2- Araştırmalar, diyetteki alerjenlerin ve gıda intoleranslarının migren ve sistemik iltihaplanmanın ortak bir tetikleyicisi olduğunu gösteriyor. Süt ürünleri, glüten, yumurta, mısır, kafein, alkol, çikolata, işlenmiş etler, fermente gıdalar ve rafine şeker gibi en yaygın gıda tetikleyicilerini ortadan kaldırmayı düşünün. Monosodyum glutamat, histaminler, tiraminler, nitratlar ve yapay renklendiriciler ve tatlandırıcılar içeren yiyecekler de yaygın tetikleyicilerdir. Reaktiviteyi belirlemek için belirli yiyeceklerin ortadan kaldırılması ve yeniden planlanması konusunda size rehberlik etmesi için bir sağlık uzmanıyla çalışmak en iyisidir.

3- Migrenler için çeşitli diyet yaklaşımları incelenmiştir. Bilimsel ve anekdot niteliğindeki kanıtlar, bitkisel besinler ve bütün bitki besinleri açısından zengin bir anti-enflamatuar diyet yemeyi desteklemektedir. Günde en az 6 fincan renkli sebze, çeşitli düşük glisemik meyveler ve yeterli lif alımını hedefleyin.

Migrenlerdeki yaygın besin eksiklikleri arasında magnezyum, niasin, riboflavin, kobalamin, koenzim Q10, karnitin, alfa lipoik asit, D vitamini ve omega-3 yağ asitleri bulunur.

4- Hipogliseminin tetiklediği migren atağını azaltmak için kan şekerinizi dengeleyin. Düşük kan şekeri, yorgunluk, beyin sisi, sinirlilik ve baş dönmesi gibi semptomlarla ilişkilidir. Öğün atlamak ve aç kalmak migreni tetikleyebilir.

5- Mümkün olduğunda organik yiyerek toksik maruziyetinizi azaltın. Çevre Çalışma Grubu'nun web sitesini kullanarak mutfak tencere, saklama kapları, temizlik malzemeleri, kişisel bakım ürünleri ve maruz kaldığınız diğer ürünlerden kimyasallara maruz kalma riskleri hakkında kendinizi eğitin. Daha az toksik çevre dostu seçenek için ürünleri değiştirmeyi hedefleyin.

6- Düzenli egzersiz migreni önleyebilir, ancak araştırmalar bunun migren tetikleyicisi de olabileceğini gösteriyor. Yararlı ve tolere edilebilir bir hızda ve yoğunlukta gün boyunca harekete öncelik vermek önemlidir. Haftada 4-5 kez 30 dakika orta yoğunlukta bir aktivite uygulayın.
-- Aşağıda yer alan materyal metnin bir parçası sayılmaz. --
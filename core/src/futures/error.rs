//! Error taxonomy for deferred results
//!
//! Every Future and FutureStream entry carries a `FutureResult<T>`. Failures
//! travel through `map`, `flat_map` and `and_then` untouched and are only
//! intercepted by the `recover` family.

use std::any::Any;
use std::error::Error as StdError;
use std::fmt;
use std::sync::Arc;
use std::time::Duration;
use thiserror::Error;

/// Result carried by a completed Future or a stream entry
pub type FutureResult<T> = Result<T, FutureError>;

/// Errors observed by Future and FutureStream consumers
#[derive(Debug, Clone, Error)]
pub enum FutureError {
    /// A collaborator's native error (Bluetooth stack, location service, ...)
    #[error("Operation failed: {0}")]
    OperationFailed(Arc<dyn StdError + Send + Sync>),

    #[error("Promise already completed")]
    AlreadyCompleted,

    /// Only ever observed by the subscription that was cancelled
    #[error("Subscription cancelled")]
    Cancelled,

    #[error("No such element")]
    NoSuchElement,

    #[error("Invalid value")]
    InvalidValue,

    #[error("Callback panicked: {0}")]
    Panicked(String),

    #[error("Timed out after {0:?}")]
    Timeout(Duration),

    #[error("{0}")]
    Custom(String),
}

impl FutureError {
    /// Wrap a collaborator error
    pub fn operation_failed<E>(error: E) -> Self
    where
        E: StdError + Send + Sync + 'static,
    {
        FutureError::OperationFailed(Arc::new(error))
    }

    /// Build an ad-hoc domain error
    pub fn custom(message: impl Into<String>) -> Self {
        FutureError::Custom(message.into())
    }

    /// Convert a caught panic payload into a failure
    pub fn from_panic(payload: Box<dyn Any + Send>) -> Self {
        let message = if let Some(s) = payload.downcast_ref::<&'static str>() {
            (*s).to_string()
        } else if let Some(s) = payload.downcast_ref::<String>() {
            s.clone()
        } else {
            "unknown panic payload".to_string()
        };
        FutureError::Panicked(message)
    }

    pub fn is_cancelled(&self) -> bool {
        matches!(self, FutureError::Cancelled)
    }
}

impl PartialEq for FutureError {
    fn eq(&self, other: &Self) -> bool {
        match (self, other) {
            (FutureError::OperationFailed(a), FutureError::OperationFailed(b)) => {
                a.to_string() == b.to_string()
            }
            (FutureError::AlreadyCompleted, FutureError::AlreadyCompleted) => true,
            (FutureError::Cancelled, FutureError::Cancelled) => true,
            (FutureError::NoSuchElement, FutureError::NoSuchElement) => true,
            (FutureError::InvalidValue, FutureError::InvalidValue) => true,
            (FutureError::Panicked(a), FutureError::Panicked(b)) => a == b,
            (FutureError::Timeout(a), FutureError::Timeout(b)) => a == b,
            (FutureError::Custom(a), FutureError::Custom(b)) => a == b,
            _ => false,
        }
    }
}

impl From<anyhow::Error> for FutureError {
    fn from(err: anyhow::Error) -> Self {
        let boxed: Box<dyn StdError + Send + Sync> = err.into();
        FutureError::OperationFailed(Arc::from(boxed))
    }
}

/// Convert a callback-style `(value, error)` pair into a result.
///
/// A value wins over an error; when both are missing the producer broke its
/// contract and the result is `InvalidValue`.
pub fn result_from_parts<T>(value: Option<T>, error: Option<FutureError>) -> FutureResult<T> {
    match (value, error) {
        (Some(value), _) => Ok(value),
        (None, Some(error)) => Err(error),
        (None, None) => Err(FutureError::InvalidValue),
    }
}

/// Panic payload raised by a strict completion of an already completed
/// Promise.
///
/// Unlike ordinary callback panics this one is never isolated: every catch
/// point in the crate re-raises it, so it reaches whoever drives the
/// offending context.
#[derive(Debug, Clone, Copy, PartialEq, Eq)]
pub struct AlreadyCompletedFault;

impl fmt::Display for AlreadyCompletedFault {
    fn fmt(&self, f: &mut fmt::Formatter<'_>) -> fmt::Result {
        write!(f, "{}", FutureError::AlreadyCompleted)
    }
}

impl AlreadyCompletedFault {
    /// Whether a caught panic payload is this fault
    pub fn is_payload(payload: &(dyn Any + Send)) -> bool {
        payload.is::<AlreadyCompletedFault>()
    }
}

/// Resume unwinding for faults that must never be contained
pub(crate) fn rethrow_fault(payload: Box<dyn Any + Send>) -> Box<dyn Any + Send> {
    if AlreadyCompletedFault::is_payload(payload.as_ref()) {
        std::panic::resume_unwind(payload);
    }
    payload
}

/// Run `f`, turning a panic into `Err(Panicked)`.
///
/// `AlreadyCompletedFault` keeps unwinding.
pub(crate) fn catch_panic<R>(f: impl FnOnce() -> FutureResult<R>) -> FutureResult<R> {
    std::panic::catch_unwind(std::panic::AssertUnwindSafe(f))
        .unwrap_or_else(|payload| Err(FutureError::from_panic(rethrow_fault(payload))))
}

#[cfg(test)]
mod tests {
    use super::*;

    #[derive(Debug, Error)]
    #[error("gatt status 0x{0:02x}")]
    struct GattError(u8);

    #[test]
    fn test_operation_failed_wraps_cause() {
        let err = FutureError::operation_failed(GattError(0x0a));
        assert_eq!(err.to_string(), "Operation failed: gatt status 0x0a");
        assert_eq!(err, FutureError::operation_failed(GattError(0x0a)));
        assert_ne!(err, FutureError::operation_failed(GattError(0x0b)));
    }

    #[test]
    fn test_from_anyhow() {
        let err: FutureError = anyhow::anyhow!("characteristic not found").into();
        match err {
            FutureError::OperationFailed(cause) => {
                assert_eq!(cause.to_string(), "characteristic not found")
            }
            other => panic!("Unexpected error: {other:?}"),
        }
    }

    #[test]
    fn test_result_from_parts() {
        assert_eq!(result_from_parts(Some(1), None), Ok(1));
        assert_eq!(
            result_from_parts(Some(1), Some(FutureError::Cancelled)),
            Ok(1)
        );
        assert_eq!(
            result_from_parts::<i32>(None, Some(FutureError::custom("boom"))),
            Err(FutureError::custom("boom"))
        );
        assert_eq!(
            result_from_parts::<i32>(None, None),
            Err(FutureError::InvalidValue)
        );
    }

    #[test]
    fn test_catch_panic_converts_payloads() {
        let static_msg: FutureResult<()> = catch_panic(|| panic!("static"));
        assert_eq!(static_msg, Err(FutureError::Panicked("static".into())));

        let owned: FutureResult<()> = catch_panic(|| panic!("{}", String::from("owned")));
        assert_eq!(owned, Err(FutureError::Panicked("owned".into())));

        assert_eq!(catch_panic(|| Ok(5)), Ok(5));
    }

    #[test]
    fn test_catch_panic_rethrows_already_completed_fault() {
        let outcome = std::panic::catch_unwind(|| {
            let _: FutureResult<()> =
                catch_panic(|| std::panic::panic_any(AlreadyCompletedFault));
        });
        let payload = outcome.expect_err("fault must escape catch_panic");
        assert!(AlreadyCompletedFault::is_payload(payload.as_ref()));
        assert_eq!(
            AlreadyCompletedFault.to_string(),
            FutureError::AlreadyCompleted.to_string()
        );
    }

    #[test]
    fn test_variants_are_distinct() {
        assert_ne!(FutureError::Cancelled, FutureError::AlreadyCompleted);
        assert!(FutureError::Cancelled.is_cancelled());
        assert!(!FutureError::NoSuchElement.is_cancelled());
        assert_eq!(
            FutureError::Timeout(Duration::from_millis(5)).to_string(),
            "Timed out after 5ms"
        );
    }
}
7- Farkındalık temelli meditasyonun migren hastalarında stres tepkisini düşürdüğü ve ağrı toleransını iyileştirdiği gösterilmiştir. Kendinizi stresli ve endişeli hissediyorsanız harika bir teknik, Dr. Andrew Weil tarafından geliştirilen 4-7-8 nefes alma tekniğini kullanmaktır.

8- Uyku eksikliği, çok fazla uyku veya uyku düzenindeki değişiklikler migreni tetikleyebilir. Düzenli bir uyku programının migren sıklığını azaltmaya yardımcı olduğu gösterilmiştir. Yatmadan en az 2 saat önce tüm elektronik cihazların bağlantısını kesin, cihazlarınızda mavi ışık engelleyici filtreler ile farkındalık meditasyonu kullanın.

9- Migren için bütünleştirici bir yaklaşım olarak yardımcı olabilecek ek tamamlayıcı terapiler arasında akupunktur, manuel terapi, fizik tedavi ve masaj bulunur.

Vücudunuzdaki çeşitli dengesizlikleri ele alırken, migren eşiğinizi artırdığınızı, yani çeşitli tetikleyicilere karşı daha az duyarlı olduğunuzu ve genel olarak daha büyük bir esnekliğe sahip olduğunuzu göreceksiniz.